The list of titles was ordered. As the materials came in, they were processed in such a way that they were identified as copies to the main collection, and checked out indefinitely to extended campus operations. If the materials are not in use at an extended site they can be checked back in, used, and housed at the main library facility.
In practice
As the semester schedule of courses becomes available, the extended campus librarian checks the course offering against the list of reserve items needed to support the course previously provided by the MBA professor. Telephone follow-up ensures feedback from professors about new courses or those that were not included in the survey. Cooperating public or community college libraries, facility coordinators, or professors are contacted at each remote site and arrangements made to place the items on reserve and to collect usage statistics.
Usage statistics will be important feedback tools. Some more heavily used titles may need to be ordered in duplicate. For example, Price Waterhouse donated a set of the handy Doing Business In .. . guides which provide an understanding of the business environments of various countries. In the survey, professors indicated that the guides would be useful to at least seven different courses.

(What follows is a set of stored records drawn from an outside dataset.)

use crate::{ClientError, ClientResult, GET_REQUESTS_LIMIT, GET_REQUESTS_PAGE, RequestApi};

use async_trait::async_trait;
use log::{debug, error};
use ospo_core::{
    ApprovedProject, Project, Request, RequestStatus, RequestType, SubmitRequest, SubmitResponse,
};
use reqwest::{Client as ReqwestClient, StatusCode};
use serde::de::DeserializeOwned;
use serde::{Deserialize, Serialize};
use serde_json::Value;

pub const SUBMIT_PROJECT_REQUEST: &str = "submit-project-request";
pub const SUBMIT_PULL_REQUEST_APPROVAL: &str = "submit-pullrequest-approval";
pub const SUBMIT_ACCESS_REQUEST: &str = "submit-access-request";
pub const GET_REQUESTS: &str = "get-requests";
pub const GET_APPROVED_PROJECTS: &str = "get-approved-projects";
pub const GET_AUTHORED_PROJECTS: &str = "get-authored-projects";
pub const GET_CONTRIBUTED_PROJECTS: &str = "get-contributed-projects";

/// JSON-over-HTTP client for the request service.
///
/// Every operation is a `POST {base_url}/api/<operation>` with a camelCase
/// JSON body.
pub struct HttpClient {
    pub base_url: String,
    client: ReqwestClient,
}

impl HttpClient {
    /// Create a new client
    ///
    /// # Arguments
    /// * `base_url` - Backend URL (e.g., "http://localhost:8080")
    pub fn new(base_url: &str) -> Self {
        Self::with_client(base_url, ReqwestClient::new())
    }

    /// Create a client on top of a preconfigured reqwest client
    pub fn with_client(base_url: &str, client: ReqwestClient) -> Self {
        Self {
            base_url: base_url.trim_end_matches('/').to_string(),
            client,
        }
    }

    pub fn endpoint_url(&self, endpoint: &str) -> String {
        format!("{}/api/{}", self.base_url, endpoint)
    }

    /// POST a JSON body and decode the JSON answer
    async fn api_call<B, R>(&self, endpoint: &str, body: &B) -> ClientResult<R>
    where
        B: Serialize + ?Sized + Sync,
        R: DeserializeOwned,
    {
        let url = self.endpoint_url(endpoint);
        debug!("POST {url}");

        let response = self.client.post(&url).json(body).send().await?;
        let status = response.status();
        let bytes = response.bytes().await?;

        if !status.is_success() {
            let message = error_message(status, &bytes);
            error!("POST {url} failed with {status}: {message}");
            return Err(ClientError::api_error(status.as_u16(), message));
        }

        Ok(serde_json::from_slice(&bytes)?)
    }
}

/// Prefer the body's `error` (string or `{message}`), else the status text
fn error_message(status: StatusCode, body: &[u8]) -> String {
    let from_body = serde_json::from_slice::<Value>(body).ok().and_then(|value| {
        let error = value.get("error")?;
        error
            .as_str()
            .or_else(|| error.get("message").and_then(Value::as_str))
            .map(String::from)
    });

    from_body.unwrap_or_else(|| {
        status
            .canonical_reason()
            .map(String::from)
            .unwrap_or_else(|| status.as_str().to_string())
    })
}

#[derive(Serialize)]
#[serde(rename_all = "camelCase")]
struct SubmitProjectBody<'a> {
    title: &'a str,
    project_url: &'a str,
    license: &'a str,
    requester_id: &'a str,
}

#[derive(Serialize)]
#[serde(rename_all = "camelCase")]
struct SubmitPullRequestBody<'a> {
    title: &'a str,
    project_name: &'a str,
    pr_url: &'a str,
    requester_id: &'a str,
}

#[derive(Serialize)]
#[serde(rename_all = "camelCase")]
struct SubmitAccessBody<'a> {
    title: &'a str,
    project_name: &'a str,
    role: &'a str,
    requester_id: &'a str,
}

#[derive(Serialize)]
#[serde(rename_all = "camelCase")]
struct GetRequestsBody<'a> {
    user_id: &'a str,
    status: &'a str,
    page: i32,
    limit: i32,
}

#[derive(Serialize)]
#[serde(rename_all = "camelCase")]
struct GetApprovedProjectsBody {
    active_only: bool,
}

#[derive(Serialize)]
#[serde(rename_all = "camelCase")]
struct UserProjectsBody<'a> {
    user_id: &'a str,
}

/// Current servers wrap the list; older ones answer with a bare array
#[derive(Deserialize)]
#[serde(untagged)]
enum ListPayload<T> {
    Requests { requests: Vec<T> },
    Projects { projects: Vec<T> },
    ApprovedProjects {
        #[serde(rename = "approvedProjects")]
        approved_projects: Vec<T>,
    },
    Bare(Vec<T>),
}

impl<T> ListPayload<T> {
    fn into_items(self) -> Vec<T> {
        match self {
            Self::Requests { requests } => requests,
            Self::Projects { projects } => projects,
            Self::ApprovedProjects { approved_projects } => approved_projects,
            Self::Bare(items) => items,
        }
    }
}

#[async_trait]
impl RequestApi for HttpClient {
    async fn submit_request(
        &self,
        data: &SubmitRequest,
        requester_id: &str,
    ) -> ClientResult<SubmitResponse> {
        let title = data.title.as_str();
        let project_name = SubmitRequest::field_or_empty(&data.project_name);
        let project_url = SubmitRequest::field_or_empty(&data.project_url);

        match data.request_type {
            RequestType::Project => {
                let body = SubmitProjectBody {
                    title,
                    project_url,
                    license: SubmitRequest::field_or_empty(&data.license),
                    requester_id,
                };
                self.api_call(SUBMIT_PROJECT_REQUEST, &body).await
            }
            RequestType::PullRequest => {
                let body = SubmitPullRequestBody {
                    title,
                    project_name,
                    pr_url: project_url,
                    requester_id,
                };
                self.api_call(SUBMIT_PULL_REQUEST_APPROVAL, &body).await
            }
            RequestType::Access => {
                let body = SubmitAccessBody {
                    title,
                    project_name,
                    role: SubmitRequest::field_or_empty(&data.role),
                    requester_id,
                };
                self.api_call(SUBMIT_ACCESS_REQUEST, &body).await
            }
        }
    }

    async fn get_requests(
        &self,
        user_id: &str,
        status: Option<RequestStatus>,
    ) -> ClientResult<Vec<Request>> {
        let body = GetRequestsBody {
            user_id,
            status: status.map(|s| s.as_str()).unwrap_or(""),
            page: GET_REQUESTS_PAGE,
            limit: GET_REQUESTS_LIMIT,
        };

        let payload: ListPayload<Request> = self.api_call(GET_REQUESTS, &body).await?;
        Ok(payload.into_items())
    }

    async fn get_approved_projects(&self) -> ClientResult<Vec<ApprovedProject>> {
        let body = GetApprovedProjectsBody { active_only: false };

        let payload: ListPayload<ApprovedProject> =
            self.api_call(GET_APPROVED_PROJECTS, &body).await?;
        Ok(payload.into_items())
    }

    async fn get_authored_projects(&self, user_id: &str) -> ClientResult<Vec<Project>> {
        let body = UserProjectsBody { user_id };

        let payload: ListPayload<Project> = self.api_call(GET_AUTHORED_PROJECTS, &body).await?;
        Ok(payload.into_items())
    }

    async fn get_contributed_projects(&self, user_id: &str) -> ClientResult<Vec<Project>> {
        let body = UserProjectsBody { user_id };

        let payload: ListPayload<Project> =
            self.api_call(GET_CONTRIBUTED_PROJECTS, &body).await?;
        Ok(payload.into_items())
    }
}
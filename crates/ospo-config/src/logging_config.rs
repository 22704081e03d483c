use crate::{DEFAULT_LOG_DIRECTORY, LogLevel};

use serde::Deserialize;

#[derive(Debug, Clone, Deserialize)]
#[serde(default)]
pub struct LoggingConfig {
    pub level: LogLevel,
    /// Colorize level names on stderr (ignored when logging to a file)
    pub colored: bool,
    /// Log file name inside `dir`. None = stderr
    pub file: Option<String>,
    pub dir: String,
}

impl Default for LoggingConfig {
    fn default() -> Self {
        Self {
            level: LogLevel::default(),
            colored: true,
            file: None,
            dir: String::from(DEFAULT_LOG_DIRECTORY),
        }
    }
}
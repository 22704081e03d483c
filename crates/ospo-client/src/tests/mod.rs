mod in_memory;
use crate::UserRole;

use serde::{Deserialize, Serialize};

/// The signed-in employee. Loaded once per session.
#[derive(Debug, Clone, PartialEq, Eq, Serialize, Deserialize)]
#[serde(rename_all = "camelCase")]
pub struct User {
    /// Request-ownership key
    pub corporate_id: String,
    pub github_username: String,
    pub name: String,
    pub department: String,
    pub role: UserRole,
}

A permanent budget allows serial titles to be renewed and new items to be added to the collection as appropriate. Approximately 75% of the collection includes serials and government documents that will need to be purchased on a continuing basis. The budget for the collection is expected to remain near the same each year, with a percentage added annually to reflect price increases. ,
Reference services at the main campus library support the collection through toll-free telephone, e-mail, and fax for 80 hours of a 95- hours-per-week schedule. When special assistance is needed, the extended campus librarian is available to provide bibliographic instruction at the remote site classroom or by telephone.
To publicize the collection, the extended campus newsletter distributed to faculty, administrators, and students identifies new holdings that are added to the traveling collection. Faculty receive a list of which items have been ordered to enhance the courses they are teaching, and are contacted on a regular basis to ensure that the collection remains up-to-date.
Conclusion
The traveling collection is one of a number of ways librarians have found to successfully support extended campus students. The collection also provides a solution for some of the accreditation concerns raised by Howard L. Simmons such as accessibility to library resources by extended campus patrons. “… some accreditors insist on discrete on-site library collections for all off-campus programs, most encourage and will allow alternatives as long as they are comparable to those available to on- campus students.”2 In 1990 the Taskforce to Review the Guidelines for Extended Campus Library Services found that most agencies were not yet aware of the ACRL guidelines. Although there are currently no published norms against which extended campus library service programs are measured,3 extended campus librarians must promote the guidelines and assess how well their institutions meet them. As extended campus librarians work with their accrediting agencies, such norms should evolve. The process described above may be used as a model for other remote-site programs seeking to improve library support to extended campuses.
Notes
- Association of College and Research Libraries, Task Force to Review the Guidelines for Extended Campus Library Services (1990), “ACRL Guidelines for Extended Campus Library Services,” C&RL News, 51, (April 1990): 354.
- Howard L. Simmons, “Accreditation Expectations for Library Support of Off-Campus Programs,” Library’ Trends, 39, (Spring 1991): 396.
- Lynn LaBrake-Harrison, “Extended Campus Library Services: Guidelines or Standards?” Library Trends, 39, (Spring 1991): 385.